The logic for batch whitening is simple: first, turn the 4D Size([n, c, h, w]) tensor into a 2D Size([n, (c*h*w)]) tensor. We then compute its covariance, and corresponding Size([c, c]) whitening matrix and apply it to the de-meaned data. Finally, we add back the mean and reshape the data back to Size([n, c, h, w]).

(This code could be greatly optimized but this way is easiest to understand.)

def batch_whiten(batch_feature_map):
    """zca whiten each feature using stats across all images in batch"""
    y = flatten_batch_and_space(batch_feature_map)
    y, mu = demean(y)
    N = y.shape[-1]
    cov = y @ y.T / (N - 1)
    # form whitening zca matrix:
    u, lambduh, _ = torch.svd(cov)
    lambduh_inv_sqrt = torch.diag(lambduh**(-.5))
    zca_whitener = u @ lambduh_inv_sqrt @ u.T
    z = zca_whitener @ y
    return unflatten_batch_and_space(mu + z)

batch_whitened = flatten_batch_and_space(batch_whiten(activations))
feature_scatter(batch_whiten(activations), nrows=1, ncols=1)

demean_batch_whitened, _ = demean(batch_whitened)
print('Global cov should be close to identity: \n',
      demean_batch_whitened @ demean_batch_whitened.T / batch_whitened.shape[1])
output:
Global cov should be close to identity: 
 tensor([[1.0000e+00, 2.8164e-07],
        [2.8164e-07, 1.0000e+00]])

The data has been rotated and scaled, and now has identity covariance in aggregate. Clearly despite it having identity covariance it doesn’t look like a circular Gaussian at all. This is cheaper to compute relative to instance whitening, and the signal is more tame to work with now tha it’s been transformed.

Instance whitening

The logic here is similar to before. We start with a 4D Size([n, c, h, w]) tensor, and reshape it now to a 3D (not 2D) Size([n, c, (h*w)]) tensor. Then, we compute the covariance and whitening transform for each instance in the batch dimension. So there are now n tensors each with size Size([c, (h*w)]) with which to compute covariances and whitening transforms. These Size([c, c]) covariances describe the local covariances (coloured ellipses) shown above.

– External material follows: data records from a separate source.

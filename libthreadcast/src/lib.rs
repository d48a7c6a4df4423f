//! Threadcast - credential lifecycle and publishing for Threads, X and Farcaster
//!
//! This library keeps per-user social accounts encrypted at rest, refreshes
//! their tokens before they expire, links Farcaster signers through an
//! out-of-band approval flow, and publishes multi-segment thread chains with
//! a bounded two-phase publish pipeline.

pub mod accounts;
pub mod clock;
pub mod config;
pub mod crypto;
pub mod db;
pub mod error;
pub mod logging;
pub mod platforms;
pub mod publish;
pub mod refresh;
pub mod service;
pub mod signer;
pub mod thread_chain;
pub mod types;

// Re-export commonly used types
pub use accounts::{AccountSelector, SessionAccounts};
pub use config::Config;
pub use db::Database;
pub use error::{PlatformError, Result, ThreadcastError};
pub use service::ThreadcastService;
pub use thread_chain::{ChainMode, Segment, ThreadChain};
pub use types::{ExternalAccount, Platform, PostPayload, SignerRequest, SignerState, TokenSet};
//! Integration tests for the tcast-creds CLI

use assert_cmd::Command;
use predicates::prelude::*;
use std::fs;
use std::path::PathBuf;
use tempfile::TempDir;

/// Isolated config and data directories plus a freshly generated key
struct TestEnv {
    _temp_dir: TempDir,
    config_path: PathBuf,
    key: String,
}

impl TestEnv {
    fn new() -> Self {
        Self::with_extra_config("")
    }

    fn with_extra_config(extra: &str) -> Self {
        let temp_dir = TempDir::new().unwrap();
        let config_path = temp_dir.path().join("config.toml");
        let db_path = temp_dir
            .path()
            .join("data")
            .join("accounts.db")
            .to_string_lossy()
            .replace('\\', "\\\\");

        fs::write(
            &config_path,
            format!("[database]\npath = \"{}\"\n{}", db_path, extra),
        )
        .unwrap();

        let output = Command::cargo_bin("tcast-creds")
            .unwrap()
            .arg("keygen")
            .output()
            .unwrap();
        let key = String::from_utf8(output.stdout).unwrap().trim().to_string();

        Self {
            _temp_dir: temp_dir,
            config_path,
            key,
        }
    }

    fn cmd(&self) -> Command {
        let mut cmd = Command::cargo_bin("tcast-creds").unwrap();
        cmd.env("THREADCAST_CONFIG", &self.config_path);
        cmd.env("THREADCAST_ENCRYPTION_KEY", &self.key);
        cmd.env("THREADCAST_OWNER", "test-user");
        cmd.env_remove("RUST_LOG");
        cmd
    }
}

#[test]
fn test_keygen_prints_age_identity() {
    Command::cargo_bin("tcast-creds")
        .unwrap()
        .arg("keygen")
        .assert()
        .success()
        .stdout(predicate::str::starts_with("AGE-SECRET-KEY-1"));
}

#[test]
fn test_keygen_is_random() {
    let env_a = TestEnv::new();
    let env_b = TestEnv::new();
    assert_ne!(env_a.key, env_b.key);
}

#[test]
fn test_list_without_accounts() {
    let env = TestEnv::new();

    env.cmd()
        .arg("list")
        .assert()
        .success()
        .stdout(predicate::str::contains("No accounts linked"));
}

#[test]
fn test_list_with_platform_filter() {
    let env = TestEnv::new();

    env.cmd()
        .args(["list", "--platform", "farcaster"])
        .assert()
        .success()
        .stdout(predicate::str::contains("No accounts linked"));
}

#[test]
fn test_unknown_platform_is_rejected() {
    let env = TestEnv::new();

    env.cmd()
        .args(["list", "--platform", "myspace"])
        .assert()
        .failure()
        .stderr(predicate::str::contains("Unknown platform 'myspace'"));
}

#[test]
fn test_select_unknown_account_exit_code() {
    let env = TestEnv::new();

    env.cmd()
        .args(["select", "threads", "no-such-account"])
        .assert()
        .code(3)
        .stderr(predicate::str::contains("no-such-account"));
}

#[test]
fn test_disconnect_unknown_account_exit_code() {
    let env = TestEnv::new();

    env.cmd()
        .args(["disconnect", "x", "no-such-account"])
        .assert()
        .code(3);
}

#[test]
fn test_refresh_without_account_exit_code() {
    let env = TestEnv::new();

    env.cmd()
        .args(["refresh", "x"])
        .assert()
        .code(2)
        .stderr(predicate::str::contains("Connect a X account"));
}

#[test]
fn test_connect_requires_token() {
    let env = TestEnv::new();

    env.cmd()
        .args(["connect", "threads", "--stdin"])
        .write_stdin("   \n")
        .assert()
        .failure()
        .stderr(predicate::str::contains("access token"));

    env.cmd()
        .args(["connect", "threads"])
        .assert()
        .code(3)
        .stderr(predicate::str::contains("--stdin or --token"));
}

#[test]
fn test_missing_encryption_key() {
    let env = TestEnv::new();

    env.cmd()
        .env_remove("THREADCAST_ENCRYPTION_KEY")
        .arg("list")
        .assert()
        .failure()
        .stderr(predicate::str::contains("THREADCAST_ENCRYPTION_KEY"));
}

#[test]
fn test_invalid_encryption_key() {
    let env = TestEnv::new();

    env.cmd()
        .env("THREADCAST_ENCRYPTION_KEY", "not-a-key")
        .arg("list")
        .assert()
        .failure()
        .stderr(predicate::str::contains("Invalid encryption key"));
}

#[test]
fn test_signer_requires_app_fid() {
    let env = TestEnv::new();

    env.cmd()
        .args(["signer", "status", "4821"])
        .assert()
        .failure()
        .stderr(predicate::str::contains("farcaster.app_fid"));
}

#[test]
fn test_signer_status_without_request() {
    let env = TestEnv::with_extra_config("\n[farcaster]\napp_fid = 9152\n");

    env.cmd()
        .env(
            "THREADCAST_FARCASTER_CUSTODY_KEY",
            "0101010101010101010101010101010101010101010101010101010101010101",
        )
        .args(["signer", "status", "4821"])
        .assert()
        .success()
        .stdout(predicate::str::contains("No signer request for fid 4821"));
}

#[test]
fn test_invalid_config_file() {
    let env = TestEnv::new();
    fs::write(&env.config_path, "[database\npath = ").unwrap();

    env.cmd()
        .arg("list")
        .assert()
        .failure()
        .stderr(predicate::str::contains("Failed to parse config"));
}
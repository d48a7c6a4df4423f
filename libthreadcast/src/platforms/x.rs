//! X (Twitter API v2) adapter
//!
//! X publishes in a single call, so the create phase only validates the
//! payload and stages it locally under a generated container id. The publish
//! phase sends the staged tweet; a failed send leaves it staged for the next
//! attempt until the pipeline discards it.

use async_trait::async_trait;
use secrecy::{ExposeSecret, SecretString};
use std::collections::HashMap;
use std::sync::{Arc, Mutex};

use super::{
    map_transport_error, read_json, string_field, token_set_from_json, Adapter, AdapterResult,
    AuthContext, PublishedPost,
};
use crate::config::{secret_from_env, XConfig};
use crate::error::PlatformError;
use crate::types::{Identity, Platform, PostPayload, TokenSet};

pub const X_TEXT_LIMIT: usize = 280;

pub struct XAdapter {
    client: reqwest::Client,
    api_base: String,
    token_url: String,
    client_id: Option<String>,
    client_secret: Option<SecretString>,
    staged: Arc<Mutex<HashMap<String, PostPayload>>>,
}

impl XAdapter {
    pub fn new(client: reqwest::Client, config: &XConfig) -> Self {
        Self {
            client,
            api_base: config.api_base.trim_end_matches('/').to_string(),
            token_url: config.token_url.clone(),
            client_id: config.client_id.clone(),
            client_secret: secret_from_env(&config.client_secret_env),
            staged: Arc::new(Mutex::new(HashMap::new())),
        }
    }

    /// Number of tweets waiting to be published
    pub fn staged_count(&self) -> usize {
        self.staged.lock().map(|s| s.len()).unwrap_or(0)
    }

    fn validate(payload: &PostPayload) -> AdapterResult<()> {
        if payload.text.trim().is_empty() {
            return Err(PlatformError::Validation("Tweet text cannot be empty".to_string()));
        }
        let length = payload.text.chars().count();
        if length > X_TEXT_LIMIT {
            return Err(PlatformError::Validation(format!(
                "X posts are limited to {} characters (got {})",
                X_TEXT_LIMIT, length
            )));
        }
        if !payload.media_urls.is_empty() {
            return Err(PlatformError::NotSupported(
                "Media attachments are not supported for X".to_string(),
            ));
        }
        Ok(())
    }

    fn tweet_body(payload: &PostPayload) -> serde_json::Value {
        let mut body = serde_json::json!({ "text": payload.text });
        if let Some(reply_to) = &payload.reply_to {
            body["reply"] = serde_json::json!({ "in_reply_to_tweet_id": reply_to });
        }
        body
    }
}

#[async_trait]
impl Adapter for XAdapter {
    fn platform(&self) -> Platform {
        Platform::X
    }

    async fn refresh(
        &self,
        _auth: &AuthContext,
        refresh_token: Option<&SecretString>,
    ) -> AdapterResult<TokenSet> {
        let refresh_token = refresh_token.ok_or_else(|| {
            PlatformError::Unauthorized("No refresh token stored for X".to_string())
        })?;

        let mut form = vec![
            ("grant_type", "refresh_token".to_string()),
            ("refresh_token", refresh_token.expose_secret().to_string()),
        ];
        if let Some(client_id) = &self.client_id {
            form.push(("client_id", client_id.clone()));
        }

        let mut request = self.client.post(&self.token_url).form(&form);
        if let (Some(client_id), Some(secret)) = (&self.client_id, &self.client_secret) {
            request = request.basic_auth(client_id, Some(secret.expose_secret()));
        }

        let response = request.send().await.map_err(map_transport_error)?;
        let body = read_json(response).await?;
        token_set_from_json(&body)
    }

    async fn create_container(
        &self,
        _auth: &AuthContext,
        payload: &PostPayload,
    ) -> AdapterResult<String> {
        Self::validate(payload)?;

        let id = uuid::Uuid::new_v4().to_string();
        self.staged
            .lock()
            .map_err(|_| PlatformError::InvalidResponse("staging area poisoned".to_string()))?
            .insert(id.clone(), payload.clone());

        tracing::debug!(container_id = %id, "Staged tweet");
        Ok(id)
    }

    async fn publish_container(
        &self,
        auth: &AuthContext,
        container_id: &str,
    ) -> AdapterResult<PublishedPost> {
        let payload = self
            .staged
            .lock()
            .map_err(|_| PlatformError::InvalidResponse("staging area poisoned".to_string()))?
            .get(container_id)
            .cloned()
            .ok_or_else(|| PlatformError::Rejected {
                status: 404,
                message: format!("Unknown container '{}'", container_id),
            })?;

        let response = self
            .client
            .post(format!("{}/tweets", self.api_base))
            .bearer_auth(auth.access_token.expose_secret())
            .json(&Self::tweet_body(&payload))
            .send()
            .await
            .map_err(map_transport_error)?;

        let body = read_json(response).await?;
        let id = string_field(&body, "/data/id")?;

        if let Ok(mut staged) = self.staged.lock() {
            staged.remove(container_id);
        }

        Ok(PublishedPost { id, body })
    }

    async fn fetch_identity(&self, auth: &AuthContext) -> AdapterResult<Identity> {
        let response = self
            .client
            .get(format!("{}/users/me", self.api_base))
            .bearer_auth(auth.access_token.expose_secret())
            .send()
            .await
            .map_err(map_transport_error)?;

        let body = read_json(response).await?;
        let external_id = string_field(&body, "/data/id")?;
        let display_name = string_field(&body, "/data/username").unwrap_or_else(|_| external_id.clone());

        Ok(Identity {
            external_id,
            display_name,
        })
    }

    async fn discard_container(&self, container_id: &str) {
        if let Ok(mut staged) = self.staged.lock() {
            if staged.remove(container_id).is_some() {
                tracing::debug!(container_id, "Discarded staged tweet");
            }
        }
    }
}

def instance_whiten(batch_feature_map):
    """zca whiten each feature map within individual image in batch"""
    y = flatten_space(batch_feature_map)
    y, mu = demean(y)
    N = y.shape[-1]
    cov = torch.einsum('bcx, bdx -> bcd', y, y) / (N-1)  # compute covs along batch
    u, lambduh, _ = torch.svd(cov)
    lambduh_inv_sqrt = torch.diag_embed(lambduh**(-.5))
    zca_whitener = torch.einsum('nab, nbc, ncd -> nad',
                                u, lambduh_inv_sqrt, u.transpose(-2,-1))
    z = torch.einsum('bac, bcx -> bax', zca_whitener, y)
    return unflatten_space(mu + z)

_, ax = feature_scatter(instance_whiten(activations), nrows=1, ncols=1)
ax[0,0].set(title='instance whiten');

instance_whitened = flatten_batch_and_space(instance_whiten(activations))
demean_instance_whitened, _ = demean(instance_whitened)
print('Global cov should NOT be identity: \n',
      demean_instance_whitened @ demean_instance_whitened.T / instance_whitened.shape[-1])
Global cov should NOT be identity: 
 tensor([[67.2859, -5.2210],
        [-5.2210, 22.6196]])

After instance whitening, each instance is circular, but the global covariance across the batch remains.

Batch whitening then instance whitening

What happens if we chain the whitening operations? First I’ll try batch -> instance. The data is all scaled down and rotated, then each local distribution is spherized.

_, ax = feature_scatter(instance_whiten(batch_whiten(activations)), nrows=1, ncols=1)
ax[0,0].set(title='batch whiten then instance whiten');

Instance whitening then batch whitening

Next I’ll try instance -> batch whitening.

_, ax = feature_scatter(batch_whiten(instance_whiten(activations)), nrows=1, ncols=1);
ax[0,0].set(title='instance whiten then batch whiten');

In this case, the local circles are destroyed and turned elliptical again by the global whitening.

Summary

Batch and instance whitening are both useful tools in machine learning. Whether one is better than the other depends on your use-case. There is an interesting paper introducing “Switchable whitening”, proposing to use a weighting of both batch and instance whitening, showing that the relative weighting depends on the task.

Their implementation is different from the cascaded forms of whitening I showed here, which might also be interesting to look into deeper.